* INPUT FOR THIS TASK:

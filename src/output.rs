use std::fs::File;
use std::io::{BufWriter, Write};
use std::path::Path;

use serde::Serialize;
use tracing::error;

use crate::kalman::StateVector;
use crate::measurement::{MeasurementRecord, Modality};

/// One filter estimate together with the input that produced it
#[derive(Debug, Clone, Serialize)]
pub struct EstimateRecord {
    pub timestamp_us: i64,
    pub sensor: Modality,
    /// [px, py, v, yaw, yaw_rate]
    pub state: [f64; 5],
    /// NIS of this update; absent on the initializing measurement
    pub nis: Option<f64>,
    /// Measured position in cartesian coordinates
    pub measured: [f64; 2],
    /// [px, py, vx, vy] when the input carried ground truth
    pub ground_truth: Option<[f64; 4]>,
}

impl EstimateRecord {
    pub fn new(record: &MeasurementRecord, state: &StateVector, nis: Option<f64>) -> Self {
        let measured = record.measurement.position();
        EstimateRecord {
            timestamp_us: record.measurement.timestamp_us,
            sensor: record.measurement.modality(),
            state: [state[0], state[1], state[2], state[3], state[4]],
            nis,
            measured: [measured[0], measured[1]],
            ground_truth: record.ground_truth.map(|gt| [gt[0], gt[1], gt[2], gt[3]]),
        }
    }
}

/// Trait for output handlers
pub trait OutputHandler {
    /// Handle a new filter estimate
    fn handle_estimate(&mut self, estimate: &EstimateRecord);

    /// Flush buffered output
    fn finish(&mut self) {}
}

/// Tab-separated output, one row per estimate with a header line
pub struct TsvOutput<W: Write> {
    writer: W,
}

impl TsvOutput<BufWriter<File>> {
    pub fn create(path: &Path) -> std::io::Result<Self> {
        let file = File::create(path)?;
        TsvOutput::new(BufWriter::new(file))
    }
}

impl<W: Write> TsvOutput<W> {
    pub fn new(mut writer: W) -> std::io::Result<Self> {
        writeln!(
            writer,
            "timestamp\tsensor\tpx\tpy\tv\tyaw\tyaw_rate\tnis\t\
             meas_px\tmeas_py\tgt_px\tgt_py\tgt_vx\tgt_vy"
        )?;
        Ok(TsvOutput { writer })
    }

    pub fn into_inner(self) -> W {
        self.writer
    }

    pub fn format_row(estimate: &EstimateRecord) -> String {
        let s = &estimate.state;
        let nis = estimate.nis.map(|n| format!("{:.6}", n)).unwrap_or_default();
        let gt = match estimate.ground_truth {
            Some(gt) => format!("{:.6}\t{:.6}\t{:.6}\t{:.6}", gt[0], gt[1], gt[2], gt[3]),
            None => "\t\t\t".to_string(),
        };
        format!(
            "{}\t{}\t{:.6}\t{:.6}\t{:.6}\t{:.6}\t{:.6}\t{}\t{:.6}\t{:.6}\t{}",
            estimate.timestamp_us,
            estimate.sensor.tag(),
            s[0],
            s[1],
            s[2],
            s[3],
            s[4],
            nis,
            estimate.measured[0],
            estimate.measured[1],
            gt
        )
    }
}

impl<W: Write> OutputHandler for TsvOutput<W> {
    fn handle_estimate(&mut self, estimate: &EstimateRecord) {
        if let Err(e) = writeln!(self.writer, "{}", Self::format_row(estimate)) {
            error!("Failed to write TSV row: {}", e);
        }
    }

    fn finish(&mut self) {
        if let Err(e) = self.writer.flush() {
            error!("Failed to flush TSV output: {}", e);
        }
    }
}

/// JSON lines output
pub struct JsonOutput<W: Write> {
    writer: W,
}

impl JsonOutput<BufWriter<File>> {
    pub fn create(path: &Path) -> std::io::Result<Self> {
        let file = File::create(path)?;
        Ok(JsonOutput::new(BufWriter::new(file)))
    }
}

impl<W: Write> JsonOutput<W> {
    pub fn new(writer: W) -> Self {
        JsonOutput { writer }
    }

    pub fn into_inner(self) -> W {
        self.writer
    }
}

impl<W: Write> OutputHandler for JsonOutput<W> {
    fn handle_estimate(&mut self, estimate: &EstimateRecord) {
        let line = match serde_json::to_string(estimate) {
            Ok(line) => line,
            Err(e) => {
                error!("Failed to encode estimate: {}", e);
                return;
            }
        };
        if let Err(e) = writeln!(self.writer, "{}", line) {
            error!("Failed to write JSON line: {}", e);
        }
    }

    fn finish(&mut self) {
        if let Err(e) = self.writer.flush() {
            error!("Failed to flush JSON output: {}", e);
        }
    }
}
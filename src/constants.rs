// Shared constants for the CTRV unscented Kalman filter

/// State dimension: [px, py, v, yaw, yaw_rate]
pub const N_X: usize = 5;

/// Augmented state dimension: state + longitudinal and yaw acceleration noise
pub const N_AUG: usize = N_X + 2;

/// Number of sigma points generated from the augmented state
pub const N_SIGMA: usize = 2 * N_AUG + 1;

/// Index of the heading component in the state vector
pub const YAW_INDEX: usize = 3;

/// Index of the bearing component in a range/bearing measurement
pub const BEARING_INDEX: usize = 1;

/// Sigma point spreading parameter. lambda = 3 - n_aug
pub const LAMBDA: f64 = 3.0 - N_AUG as f64;

/// Below this |yaw_rate| the motion model uses the straight-line limit (rad/s)
pub const YAW_RATE_THRESHOLD: f64 = 1e-3;

/// Smallest radius used as a divisor in the range-rate model (m)
pub const RADIUS_FLOOR: f64 = 1e-4;

/// Smallest diagonal jitter added to an ill-conditioned innovation covariance
pub const INNOVATION_JITTER: f64 = 1e-9;

/// Jitter relative to the innovation covariance norm, used when larger
/// than `INNOVATION_JITTER`
pub const INNOVATION_RELATIVE_JITTER: f64 = 1e-9;

/// Largest accepted condition estimate ||S|| * ||S^-1|| (Frobenius norms)
pub const INNOVATION_MAX_CONDITION: f64 = 1e12;

/// Microseconds per second
pub const US_PER_SECOND: f64 = 1e6;

/// 95% chi-square threshold with 2 degrees of freedom (lidar NIS)
pub const CHI2_95_2DOF: f64 = 5.991;

/// 95% chi-square threshold with 3 degrees of freedom (radar NIS)
pub const CHI2_95_3DOF: f64 = 7.815;

// --- Default noise parameters ---

/// Process noise std-dev, longitudinal acceleration (m/s^2)
pub const DEFAULT_STD_A: f64 = 2.0;

/// Process noise std-dev, yaw acceleration (rad/s^2)
pub const DEFAULT_STD_YAWDD: f64 = 2.0;

/// Lidar noise std-dev, x position (m)
pub const DEFAULT_STD_LASER_PX: f64 = 0.15;

/// Lidar noise std-dev, y position (m)
pub const DEFAULT_STD_LASER_PY: f64 = 0.15;

/// Radar noise std-dev, range (m)
pub const DEFAULT_STD_RADAR_R: f64 = 0.3;

/// Radar noise std-dev, bearing (rad)
pub const DEFAULT_STD_RADAR_PHI: f64 = 0.03;

/// Radar noise std-dev, range rate (m/s)
pub const DEFAULT_STD_RADAR_RD: f64 = 0.3;

/// Prior state guess; position is overwritten by the first measurement
pub const DEFAULT_PRIOR_MEAN: [f64; N_X] = [1.0, 1.0, 1.0, 1.0, 0.1];

/// Prior covariance diagonal: tight on position, unit on unobserved terms
pub const DEFAULT_PRIOR_VARIANCE: [f64; N_X] = [0.15, 0.15, 1.0, 1.0, 1.0];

* REQUIRED WORK:
Proceeding from the line containing "std-dev, range (m)" through the line containing "pub const DEFAULT_PRIOR_MEAN: [f64;", transcribe the lines above exactly, both end lines included.

* ANSWER TO THIS TASK:
/// Radar noise std-dev, range (m)
pub const DEFAULT_STD_RADAR_R: f64 = 0.3;

/// Radar noise std-dev, bearing (rad)
pub const DEFAULT_STD_RADAR_PHI: f64 = 0.03;

/// Radar noise std-dev, range rate (m/s)
pub const DEFAULT_STD_RADAR_RD: f64 = 0.3;

/// Prior state guess; position is overwritten by the first measurement
pub const DEFAULT_PRIOR_MEAN: [f64; N_X] = [1.0, 1.0, 1.0, 1.0, 0.1];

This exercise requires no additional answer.